* **THE TASK**:
Search term "submitted": copy each line of the records that contains it.
+++ RAW DATA +++
//! Dummy recording backend for testing and development.
//!
//! This backend doesn't perform actual GPU operations but provides a valid
//! [`RenderBackend`] implementation that records every call, so plugin
//! behavior can be asserted without GPU hardware. Tests register host-side
//! textures with [`DummyBackend::register_texture`] and inspect uploads,
//! draws and live resource counts through the accessor methods.

use std::collections::HashMap;

use parking_lot::Mutex;

use crate::error::{PluginError, PluginResult};
use crate::types::{
    BlendDescriptor, BufferDescriptor, DepthStencilDescriptor, Extent2d, InputElement,
    RasterizerDescriptor, ShaderStage,
};

use super::{
    BackendKind, BufferHandle, DrawBindings, ExternalTexture, InputLayoutHandle, RenderBackend,
    ShaderHandle, ShaderProfile, StateHandle,
};

/// One recorded draw submission.
#[derive(Debug, Clone, Copy, PartialEq, Eq)]
pub struct DrawRecord {
    /// Bindings active for the draw.
    pub bindings: DrawBindings,
    /// Number of vertices drawn.
    pub vertex_count: u32,
    /// First vertex index.
    pub first_vertex: u32,
}

#[derive(Debug)]
struct DummyBuffer {
    size: u64,
    contents: Option<Vec<u8>>,
}

#[derive(Debug)]
struct DummyTexture {
    extent: Extent2d,
    pixels: Option<Vec<u8>>,
}

#[derive(Debug, Default)]
struct DummyState {
    next_handle: u64,
    next_texture: u64,
    buffers: HashMap<u64, DummyBuffer>,
    shaders: HashMap<u64, ShaderStage>,
    input_layouts: HashMap<u64, usize>,
    states: HashMap<u64, &'static str>,
    textures: HashMap<u64, DummyTexture>,
    draws: Vec<DrawRecord>,
    default_state_binds: u32,
    fail_creation: bool,
}

impl DummyState {
    fn alloc_handle(&mut self) -> u64 {
        self.next_handle += 1;
        self.next_handle
    }

    fn check_creation_allowed(&self, what: &'static str) -> PluginResult<()> {
        if self.fail_creation {
            return Err(PluginError::ResourceCreationFailed {
                what,
                reason: "simulated backend failure".to_string(),
            });
        }
        Ok(())
    }
}

/// Recording dummy backend.
#[derive(Debug, Default)]
pub struct DummyBackend {
    state: Mutex<DummyState>,
}

impl DummyBackend {
    /// Create a new dummy backend.
    pub fn new() -> Self {
        Self::default()
    }

    /// Register a host-owned texture so the plugin can resolve its extent
    /// and upload pixels into it.
    pub fn register_texture(&self, width: u32, height: u32) -> ExternalTexture {
        let mut state = self.state.lock();
        state.next_texture += 1;
        let id = state.next_texture;
        state.textures.insert(
            id,
            DummyTexture {
                extent: Extent2d::new(width, height),
                pixels: None,
            },
        );
        ExternalTexture(id)
    }

    /// Number of live backend resources (buffers, shaders, layouts, states).
    /// Host-owned textures are not counted.
    pub fn live_resource_count(&self) -> usize {
        let state = self.state.lock();
        state.buffers.len() + state.shaders.len() + state.input_layouts.len() + state.states.len()
    }

    /// Total number of draws submitted so far.
    pub fn draw_count(&self) -> usize {
        self.state.lock().draws.len()
    }

    /// All recorded draw submissions.
    pub fn draws(&self) -> Vec<DrawRecord> {
        self.state.lock().draws.clone()
    }

    /// Contents of a buffer after its last write, if any.
    pub fn buffer_contents(&self, handle: BufferHandle) -> Option<Vec<u8>> {
        self.state
            .lock()
            .buffers
            .get(&handle.0)
            .and_then(|buffer| buffer.contents.clone())
    }

    /// Pixels uploaded to a registered texture, if any upload happened.
    pub fn texture_pixels(&self, texture: ExternalTexture) -> Option<Vec<u8>> {
        self.state
            .lock()
            .textures
            .get(&texture.0)
            .and_then(|tex| tex.pixels.clone())
    }

    /// How many times the baseline pipeline state was bound.
    pub fn default_state_bind_count(&self) -> u32 {
        self.state.lock().default_state_binds
    }

    /// Make every subsequent `create_*` call fail until cleared.
    pub fn set_fail_resource_creation(&self, fail: bool) {
        self.state.lock().fail_creation = fail;
    }
}

impl RenderBackend for DummyBackend {
    fn kind(&self) -> BackendKind {
        BackendKind::Dummy
    }

    fn shader_profile(&self) -> ShaderProfile {
        ShaderProfile {
            directory: "Dummy",
            extension: "bin",
        }
    }

    fn create_buffer(&self, descriptor: &BufferDescriptor) -> PluginResult<BufferHandle> {
        let mut state = self.state.lock();
        state.check_creation_allowed("buffer")?;
        let handle = state.alloc_handle();
        state.buffers.insert(
            handle,
            DummyBuffer {
                size: descriptor.size,
                contents: None,
            },
        );
        log::trace!(
            "DummyBackend: created buffer {:?} (size: {})",
            descriptor.label,
            descriptor.size
        );
        Ok(BufferHandle(handle))
    }

    fn create_shader(&self, stage: ShaderStage, bytecode: &[u8]) -> PluginResult<ShaderHandle> {
        let mut state = self.state.lock();
        state.check_creation_allowed("shader")?;
        if bytecode.is_empty() {
            return Err(PluginError::ResourceCreationFailed {
                what: "shader",
                reason: "empty bytecode".to_string(),
            });
        }
        let handle = state.alloc_handle();
        state.shaders.insert(handle, stage);
        log::trace!(
            "DummyBackend: created {:?} shader ({} bytes)",
            stage,
            bytecode.len()
        );
        Ok(ShaderHandle(handle))
    }

    fn create_input_layout(
        &self,
        elements: &[InputElement],
        vertex_shader_bytecode: &[u8],
    ) -> PluginResult<InputLayoutHandle> {
        let mut state = self.state.lock();
        state.check_creation_allowed("input layout")?;
        if vertex_shader_bytecode.is_empty() {
            return Err(PluginError::ResourceCreationFailed {
                what: "input layout",
                reason: "no vertex shader signature to validate against".to_string(),
            });
        }
        let handle = state.alloc_handle();
        state.input_layouts.insert(handle, elements.len());
        let vertex_size: u32 = elements.iter().map(|e| e.format.size()).sum();
        log::trace!(
            "DummyBackend: created input layout with {} elements ({} bytes per vertex)",
            elements.len(),
            vertex_size
        );
        Ok(InputLayoutHandle(handle))
    }

    fn create_rasterizer_state(
        &self,
        descriptor: &RasterizerDescriptor,
    ) -> PluginResult<StateHandle> {
        let mut state = self.state.lock();
        state.check_creation_allowed("rasterizer state")?;
        let handle = state.alloc_handle();
        state.states.insert(handle, "rasterizer");
        log::trace!("DummyBackend: created rasterizer state {:?}", descriptor);
        Ok(StateHandle(handle))
    }

    fn create_blend_state(&self, descriptor: &BlendDescriptor) -> PluginResult<StateHandle> {
        let mut state = self.state.lock();
        state.check_creation_allowed("blend state")?;
        let handle = state.alloc_handle();
        state.states.insert(handle, "blend");
        log::trace!("DummyBackend: created blend state {:?}", descriptor);
        Ok(StateHandle(handle))
    }

    fn create_depth_stencil_state(
        &self,
        descriptor: &DepthStencilDescriptor,
    ) -> PluginResult<StateHandle> {
        let mut state = self.state.lock();
        state.check_creation_allowed("depth-stencil state")?;
        let handle = state.alloc_handle();
        state.states.insert(handle, "depth-stencil");
        log::trace!("DummyBackend: created depth-stencil state {:?}", descriptor);
        Ok(StateHandle(handle))
    }

    fn destroy_buffer(&self, handle: BufferHandle) {
        self.state.lock().buffers.remove(&handle.0);
        log::trace!("DummyBackend: destroyed buffer {:?}", handle);
    }

    fn destroy_shader(&self, handle: ShaderHandle) {
        self.state.lock().shaders.remove(&handle.0);
        log::trace!("DummyBackend: destroyed shader {:?}", handle);
    }

    fn destroy_input_layout(&self, handle: InputLayoutHandle) {
        self.state.lock().input_layouts.remove(&handle.0);
        log::trace!("DummyBackend: destroyed input layout {:?}", handle);
    }

    fn destroy_state(&self, handle: StateHandle) {
        self.state.lock().states.remove(&handle.0);
        log::trace!("DummyBackend: destroyed state {:?}", handle);
    }

    fn write_buffer(&self, handle: BufferHandle, data: &[u8]) -> PluginResult<()> {
        let mut state = self.state.lock();
        let Some(buffer) = state.buffers.get_mut(&handle.0) else {
            return Err(PluginError::BufferWriteFailed(format!(
                "unknown buffer {handle:?}"
            )));
        };
        if data.len() as u64 > buffer.size {
            return Err(PluginError::BufferWriteFailed(format!(
                "write of {} bytes exceeds buffer size {}",
                data.len(),
                buffer.size
            )));
        }
        buffer.contents = Some(data.to_vec());
        log::trace!(
            "DummyBackend: write_buffer {:?} len={}",
            handle,
            data.len()
        );
        Ok(())
    }

    fn set_default_state(
        &self,
        depth_stencil: StateHandle,
        rasterizer: StateHandle,
        blend: StateHandle,
    ) {
        let mut state = self.state.lock();
        state.default_state_binds += 1;
        log::trace!(
            "DummyBackend: bound default state (depth={:?}, raster={:?}, blend={:?})",
            depth_stencil,
            rasterizer,
            blend
        );
    }

    fn draw(
        &self,
        bindings: &DrawBindings,
        vertex_count: u32,
        first_vertex: u32,
    ) -> PluginResult<()> {
        let mut state = self.state.lock();
        let live = state.buffers.contains_key(&bindings.vertex_buffer.0)
            && state.buffers.contains_key(&bindings.constant_buffer.0)
            && state.shaders.contains_key(&bindings.vertex_shader.0)
            && state.shaders.contains_key(&bindings.pixel_shader.0)
            && state.input_layouts.contains_key(&bindings.input_layout.0);
        if !live {
            return Err(PluginError::DrawFailed(
                "draw submitted with stale bindings".to_string(),
            ));
        }
        state.draws.push(DrawRecord {
            bindings: *bindings,
            vertex_count,
            first_vertex,
        });
        log::trace!(
            "DummyBackend: draw {} vertices starting at {}",
            vertex_count,
            first_vertex
        );
        Ok(())
    }

    fn texture_extent(&self, texture: ExternalTexture) -> Option<Extent2d> {
        self.state
            .lock()
            .textures
            .get(&texture.0)
            .map(|tex| tex.extent)
    }

    fn update_texture(
        &self,
        texture: ExternalTexture,
        data: &[u8],
        row_stride: u32,
    ) -> PluginResult<()> {
        let mut state = self.state.lock();
        let Some(tex) = state.textures.get_mut(&texture.0) else {
            return Err(PluginError::TextureUpdateFailed(format!(
                "unknown texture {texture:?}"
            )));
        };
        let expected = row_stride as usize * tex.extent.height as usize;
        if data.len() < expected {
            return Err(PluginError::TextureUpdateFailed(format!(
                "upload of {} bytes is short of {} ({}x{} at stride {})",
                data.len(),
                expected,
                tex.extent.width,
                tex.extent.height,
                row_stride
            )));
        }
        tex.pixels = Some(data.to_vec());
        log::trace!(
            "DummyBackend: update_texture {:?} ({}x{}) len={}",
            texture,
            tex.extent.width,
            tex.extent.height,
            data.len()
        );
        Ok(())
    }
}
+++
* **WRITTEN ANSWER**:
    /// Total number of draws submitted so far.
                "draw submitted with stale bindings".to_string(),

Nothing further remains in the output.